The yardage gap between irons is generally 10-15 yards. Your 3-iron, in other words, should produce shots that are 10-15 yards longer than your 4-iron.

Also, as you move through the set to the shorter, more lofted clubs, the resulting shots will have a steeper trajectory; shots will rise at a steeper angle and fall at a steeper angle.

Two other irons, the 1-iron and 2-iron, are often offered for separate purchase. As a beginner, you'll want to steer clear of both of these. With their thin clubheads, very little loft and longer shafts, 1- and 2-irons are difficult clubs for recreational players to master. (In fact, many experts will recommend that beginners and recreational players also stay away from 3-irons and 4-irons, replacing them with utility clubs or fairway woods.)

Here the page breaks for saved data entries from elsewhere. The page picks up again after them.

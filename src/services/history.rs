use std::sync::Arc;

use chrono::NaiveDate;
use log::{debug, info};

use crate::error::Result;
use crate::fetch::{decode_history, request::history_url, PayloadFormat};
use crate::records::{HistoryKey, HistoryRecord, RegionId, TypeId};
use crate::storage::MarketStore;

use super::coordinator::{FetchCoordinator, FetchJob};
use super::planner::plan;
use super::SyncReport;

/// Pulls daily history for every marketable type in the watched regions and
/// writes only the days storage does not hold yet.
pub struct HistorySync {
    store: Arc<dyn MarketStore>,
    coordinator: FetchCoordinator,
    template: String,
    format: PayloadFormat,
}

impl HistorySync {
    pub fn new(
        store: Arc<dyn MarketStore>,
        coordinator: FetchCoordinator,
        template: impl Into<String>,
        format: PayloadFormat,
    ) -> Self {
        Self {
            store,
            coordinator,
            template: template.into(),
            format,
        }
    }

    /// Regions are drained and persisted one after another, so only one
    /// region's history windows are held in memory at a time.
    pub async fn run_cycle(&self, regions: &[RegionId], today: NaiveDate) -> Result<SyncReport> {
        let type_ids = self.store.marketable_type_ids()?;
        info!(
            "history cycle: {} region(s) x {} type(s)",
            regions.len(),
            type_ids.len()
        );

        let mut report = SyncReport::default();
        for &region_id in regions {
            let region = self.run_region(region_id, &type_ids, today).await?;
            report.jobs += region.jobs;
            report.succeeded += region.succeeded;
            report.failed += region.failed;
            report.rows_written += region.rows_written;
        }

        info!(
            "history cycle finished: {} succeeded, {} failed, {} row(s) written",
            report.succeeded, report.failed, report.rows_written
        );
        Ok(report)
    }

    async fn run_region(
        &self,
        region_id: RegionId,
        type_ids: &[TypeId],
        today: NaiveDate,
    ) -> Result<SyncReport> {
        let mut jobs = Vec::with_capacity(type_ids.len());
        for &type_id in type_ids {
            let url = history_url(&self.template, region_id, type_id)?;
            jobs.push(FetchJob::new(HistoryKey { region_id, type_id }, url));
        }

        let format = self.format;
        let results = self
            .coordinator
            .run(jobs, move |key: &HistoryKey, body: &[u8]| {
                decode_history(body, format, key.type_id, key.region_id)
            })
            .await;

        let mut report = SyncReport {
            jobs: results.len(),
            succeeded: results.succeeded_count(),
            failed: results.failed_count(),
            rows_written: 0,
        };

        for job in results.into_succeeded() {
            let key = job.key;
            report.rows_written += self.persist(key, today, job.into_records())?;
        }

        debug!(
            "region {region_id}: {} history job(s), {} row(s) written",
            report.jobs, report.rows_written
        );
        Ok(report)
    }

    fn persist(&self, key: HistoryKey, today: NaiveDate, fresh: Vec<HistoryRecord>) -> Result<usize> {
        let age = self
            .store
            .days_since_last_history(key.type_id, key.region_id, today)?;
        let planned = plan(today, age, fresh);
        if planned.is_empty() {
            return Ok(0);
        }

        let written = self.store.insert_history(&planned)?;
        debug!(
            "type {} region {}: planned {}, wrote {}",
            key.type_id,
            key.region_id,
            planned.len(),
            written
        );
        Ok(written)
    }
}

#[cfg(test)]
mod tests {
    use super::*;
    use crate::config::HttpSettings;
    use crate::fetch::client::testing::StubTransport;
    use crate::fetch::{RemoteFetcher, ShutdownSignal};
    use crate::storage::fixtures::{day, history, item};
    use crate::storage::SqliteStore;

    const TEMPLATE: &str = "http://stub/markets/{region}/history/?type_id={type_id}";

    fn history_body(dates: &[&str]) -> String {
        let rows: Vec<String> = dates
            .iter()
            .map(|date| {
                format!(
                    r#"{{"date":"{date}","order_count":120,"lowest":5.0,"highest":5.6,"average":5.3,"volume":900000}}"#
                )
            })
            .collect();
        format!("[{}]", rows.join(","))
    }

    fn sync(store: Arc<SqliteStore>, stub: Arc<StubTransport>) -> HistorySync {
        let fetcher = RemoteFetcher::new(stub, &HttpSettings::default(), ShutdownSignal::never());
        HistorySync::new(
            store,
            FetchCoordinator::new(fetcher, 25),
            TEMPLATE,
            PayloadFormat::Json,
        )
    }

    #[tokio::test]
    async fn writes_only_days_after_stored_history() {
        let store = Arc::new(SqliteStore::open_in_memory().unwrap());
        store.store_items(&[item(34, true)]).unwrap();
        store
            .insert_history(&[history(34, 10000002, day(2024, 1, 10))])
            .unwrap();

        let stub = Arc::new(StubTransport::new());
        stub.serve(
            "http://stub/markets/10000002/history/?type_id=34",
            history_body(&["2024-01-09", "2024-01-10", "2024-01-11", "2024-01-12"]),
        );

        let report = sync(store.clone(), stub)
            .run_cycle(&[10000002], day(2024, 1, 12))
            .await
            .unwrap();

        assert_eq!(report.rows_written, 2);
        assert_eq!(
            store.history_dates(34, 10000002).unwrap(),
            vec![day(2024, 1, 10), day(2024, 1, 11), day(2024, 1, 12)]
        );
    }

    #[tokio::test]
    async fn repeat_cycle_writes_nothing() {
        let store = Arc::new(SqliteStore::open_in_memory().unwrap());
        store.store_items(&[item(34, true), item(35, true)]).unwrap();

        let stub = Arc::new(StubTransport::new());
        for type_id in [34, 35] {
            stub.serve(
                format!("http://stub/markets/10000002/history/?type_id={type_id}"),
                history_body(&["2024-01-10", "2024-01-11", "2024-01-12"]),
            );
        }
        let sync = sync(store.clone(), stub);

        let first = sync.run_cycle(&[10000002], day(2024, 1, 12)).await.unwrap();
        let second = sync.run_cycle(&[10000002], day(2024, 1, 12)).await.unwrap();

        assert_eq!(first.rows_written, 6);
        assert_eq!(second.rows_written, 0);
        assert_eq!(store.history_count().unwrap(), 6);
    }

    /// Serves one day of history and records how many rows were stored
    /// when the first request for a second region arrived.
    struct RegionOrderTransport {
        store: Arc<SqliteStore>,
        rows_before_second_region: parking_lot::Mutex<Option<i64>>,
    }

    #[async_trait::async_trait]
    impl crate::fetch::Transport for RegionOrderTransport {
        async fn get(&self, url: &str) -> crate::fetch::FetchResult<Vec<u8>> {
            if url.contains("/10000043/") {
                let mut seen = self.rows_before_second_region.lock();
                if seen.is_none() {
                    *seen = Some(self.store.history_count()?);
                }
            }
            Ok(history_body(&["2024-01-12"]).into_bytes())
        }
    }

    #[tokio::test]
    async fn each_region_is_persisted_before_the_next_is_fetched() {
        let store = Arc::new(SqliteStore::open_in_memory().unwrap());
        store.store_items(&[item(34, true), item(35, true)]).unwrap();

        let transport = Arc::new(RegionOrderTransport {
            store: store.clone(),
            rows_before_second_region: parking_lot::Mutex::new(None),
        });
        let fetcher = RemoteFetcher::new(
            transport.clone(),
            &HttpSettings::default(),
            ShutdownSignal::never(),
        );
        let sync = HistorySync::new(
            store.clone(),
            FetchCoordinator::new(fetcher, 25),
            TEMPLATE,
            PayloadFormat::Json,
        );

        let report = sync
            .run_cycle(&[10000002, 10000043], day(2024, 1, 12))
            .await
            .unwrap();

        assert_eq!(report.jobs, 4);
        assert_eq!(report.rows_written, 4);
        assert_eq!(*transport.rows_before_second_region.lock(), Some(2));
    }

    #[tokio::test]
    async fn failed_keys_are_skipped() {
        let store = Arc::new(SqliteStore::open_in_memory().unwrap());
        store
            .store_items(&[item(34, true), item(35, true), item(36, false)])
            .unwrap();

        let stub = Arc::new(StubTransport::new());
        stub.serve(
            "http://stub/markets/10000002/history/?type_id=34",
            history_body(&["2024-01-12"]),
        );
        stub.serve(
            "http://stub/markets/10000002/history/?type_id=35",
            "{\"error\":\"not an array\"}",
        );

        let report = sync(store.clone(), stub.clone())
            .run_cycle(&[10000002], day(2024, 1, 12))
            .await
            .unwrap();

        assert_eq!(report.jobs, 2);
        assert_eq!(report.succeeded, 1);
        assert_eq!(report.failed, 1);
        assert_eq!(report.rows_written, 1);
        assert_eq!(
            stub.calls_for("http://stub/markets/10000002/history/?type_id=36"),
            0
        );
    }
}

Irons are generally categorized as long irons, mid-irons and short irons. Long irons are the 1-, 2-, 3- and 4-irons; mid-irons, the 5-, 6- and 7-irons; short irons, the 8- and 9-irons and pitching wedge.

For most amateurs, the short irons are easier to hit than the mid-irons, which are easier to hit than the long irons. Without getting too technical, the reason is that as loft increases and shaft length decreases, a club becomes easier to master. A shorter shaft makes a club easier to control in the swing (think of baseball where a batter will "choke up" on the bat - essentially, shorten the bat - when he's simply trying to make contact rather than swing for the fences). More loft helps get the ball airborne and adds a little more control to the shot.

Learning your distances - how far you hit each club - is much more important than trying to hit each club to some predetermined "correct" yardage. There is no "right" distance for each club, there is only your distance. That said, a typical male recreational golfer might hit a 4-, 5- or 6- iron from 150 yards, while a typical female might use a 3-wood, 5-wood or 3-iron from that distance. (Beginners often overestimate how far they are "supposed" to hit each club because they watch the professionals blasting 220-yard 5-irons. No matter what the commercial says, you are not Tiger Woods! Pro players are in a different universe; do not compare yourself to them.)

Irons can be played from the teeing ground, using a tee, and it is often appropriate to do so. On a par-3, for example, you will probably use an iron on your tee shot. Or you might use an iron off any (or even every) tee in order to have better control over the shot.

But most of your iron shots will come from the fairway. Irons are designed with divots in mind. That's why they have a leading edge that is somewhat sharply rounded. If you take a shot with an iron and dig up a chunk of turf, don't feel bad. Maybe you dug up too much turf, but it is entirely appropriate to take a divot with an iron played from the fairway.

That is because iron shots are played with the ball positioned so that it is struck on the downswing. That is, the club is still descending when it makes contact with the ball (for the proper ball position, see the article "Setup for Success").

Knowing which iron to use in which situation is mostly a function of learning how far you hit each club. But trajectory also often comes into play. If you need to hit the ball high - to get over a tree, for example - you would choose one of the higher-lofted clubs. So learning the trajectory of each of your irons - how high the ball climbs, and how quickly it climbs, with each iron - is another important factor.